■ PROBLEM TO WORK ON: For every line in the records below that contains the word "impl", add one to a count, and report only that count.

============================================================

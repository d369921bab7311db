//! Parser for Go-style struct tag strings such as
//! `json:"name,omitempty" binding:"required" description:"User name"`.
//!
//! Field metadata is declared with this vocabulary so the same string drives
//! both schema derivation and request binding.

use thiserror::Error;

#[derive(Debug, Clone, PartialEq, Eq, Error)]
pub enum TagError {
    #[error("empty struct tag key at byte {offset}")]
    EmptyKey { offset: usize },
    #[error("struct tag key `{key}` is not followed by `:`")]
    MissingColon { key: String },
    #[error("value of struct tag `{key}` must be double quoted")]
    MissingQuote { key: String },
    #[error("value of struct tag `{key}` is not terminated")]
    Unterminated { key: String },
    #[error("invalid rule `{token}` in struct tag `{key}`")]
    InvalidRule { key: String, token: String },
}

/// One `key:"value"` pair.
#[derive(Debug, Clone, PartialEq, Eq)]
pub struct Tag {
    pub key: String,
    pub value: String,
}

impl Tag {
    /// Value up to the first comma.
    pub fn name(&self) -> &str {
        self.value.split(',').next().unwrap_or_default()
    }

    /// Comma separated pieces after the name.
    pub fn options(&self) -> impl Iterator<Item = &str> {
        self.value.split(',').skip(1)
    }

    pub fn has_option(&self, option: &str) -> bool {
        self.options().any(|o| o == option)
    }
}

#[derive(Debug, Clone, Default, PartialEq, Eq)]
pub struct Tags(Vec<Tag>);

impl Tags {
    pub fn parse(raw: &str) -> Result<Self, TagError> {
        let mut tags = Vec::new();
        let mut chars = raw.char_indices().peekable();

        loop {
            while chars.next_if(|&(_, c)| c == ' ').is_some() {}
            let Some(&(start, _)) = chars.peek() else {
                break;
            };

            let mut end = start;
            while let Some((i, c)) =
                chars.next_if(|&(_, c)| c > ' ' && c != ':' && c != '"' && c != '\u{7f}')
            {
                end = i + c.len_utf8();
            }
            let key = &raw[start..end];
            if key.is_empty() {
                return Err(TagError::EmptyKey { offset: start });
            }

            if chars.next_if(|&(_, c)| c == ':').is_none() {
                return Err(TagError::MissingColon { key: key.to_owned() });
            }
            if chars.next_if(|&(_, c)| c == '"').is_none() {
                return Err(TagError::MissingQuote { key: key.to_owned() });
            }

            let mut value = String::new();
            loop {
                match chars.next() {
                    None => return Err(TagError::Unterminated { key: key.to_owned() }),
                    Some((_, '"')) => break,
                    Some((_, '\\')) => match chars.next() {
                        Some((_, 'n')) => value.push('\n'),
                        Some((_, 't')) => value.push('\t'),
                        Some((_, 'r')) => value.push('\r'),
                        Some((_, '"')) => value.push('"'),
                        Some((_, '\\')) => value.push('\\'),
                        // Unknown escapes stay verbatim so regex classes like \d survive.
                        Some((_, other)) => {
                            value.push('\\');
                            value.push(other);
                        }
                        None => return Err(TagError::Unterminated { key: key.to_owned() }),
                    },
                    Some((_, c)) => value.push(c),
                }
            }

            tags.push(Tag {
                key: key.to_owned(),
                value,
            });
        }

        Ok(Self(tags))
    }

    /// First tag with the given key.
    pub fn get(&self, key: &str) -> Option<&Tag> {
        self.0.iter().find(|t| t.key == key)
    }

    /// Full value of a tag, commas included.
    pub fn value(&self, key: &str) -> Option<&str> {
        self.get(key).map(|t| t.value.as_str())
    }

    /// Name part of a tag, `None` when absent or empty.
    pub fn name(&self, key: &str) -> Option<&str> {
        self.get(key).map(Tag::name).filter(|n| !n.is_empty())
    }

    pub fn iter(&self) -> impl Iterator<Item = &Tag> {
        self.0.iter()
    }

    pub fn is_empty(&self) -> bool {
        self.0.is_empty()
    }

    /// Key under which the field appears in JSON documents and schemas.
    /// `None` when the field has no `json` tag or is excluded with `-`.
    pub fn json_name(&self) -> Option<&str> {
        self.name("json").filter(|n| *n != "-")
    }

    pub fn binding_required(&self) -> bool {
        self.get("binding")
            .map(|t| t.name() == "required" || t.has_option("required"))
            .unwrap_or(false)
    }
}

============================================================

■ TASK RESULT: 4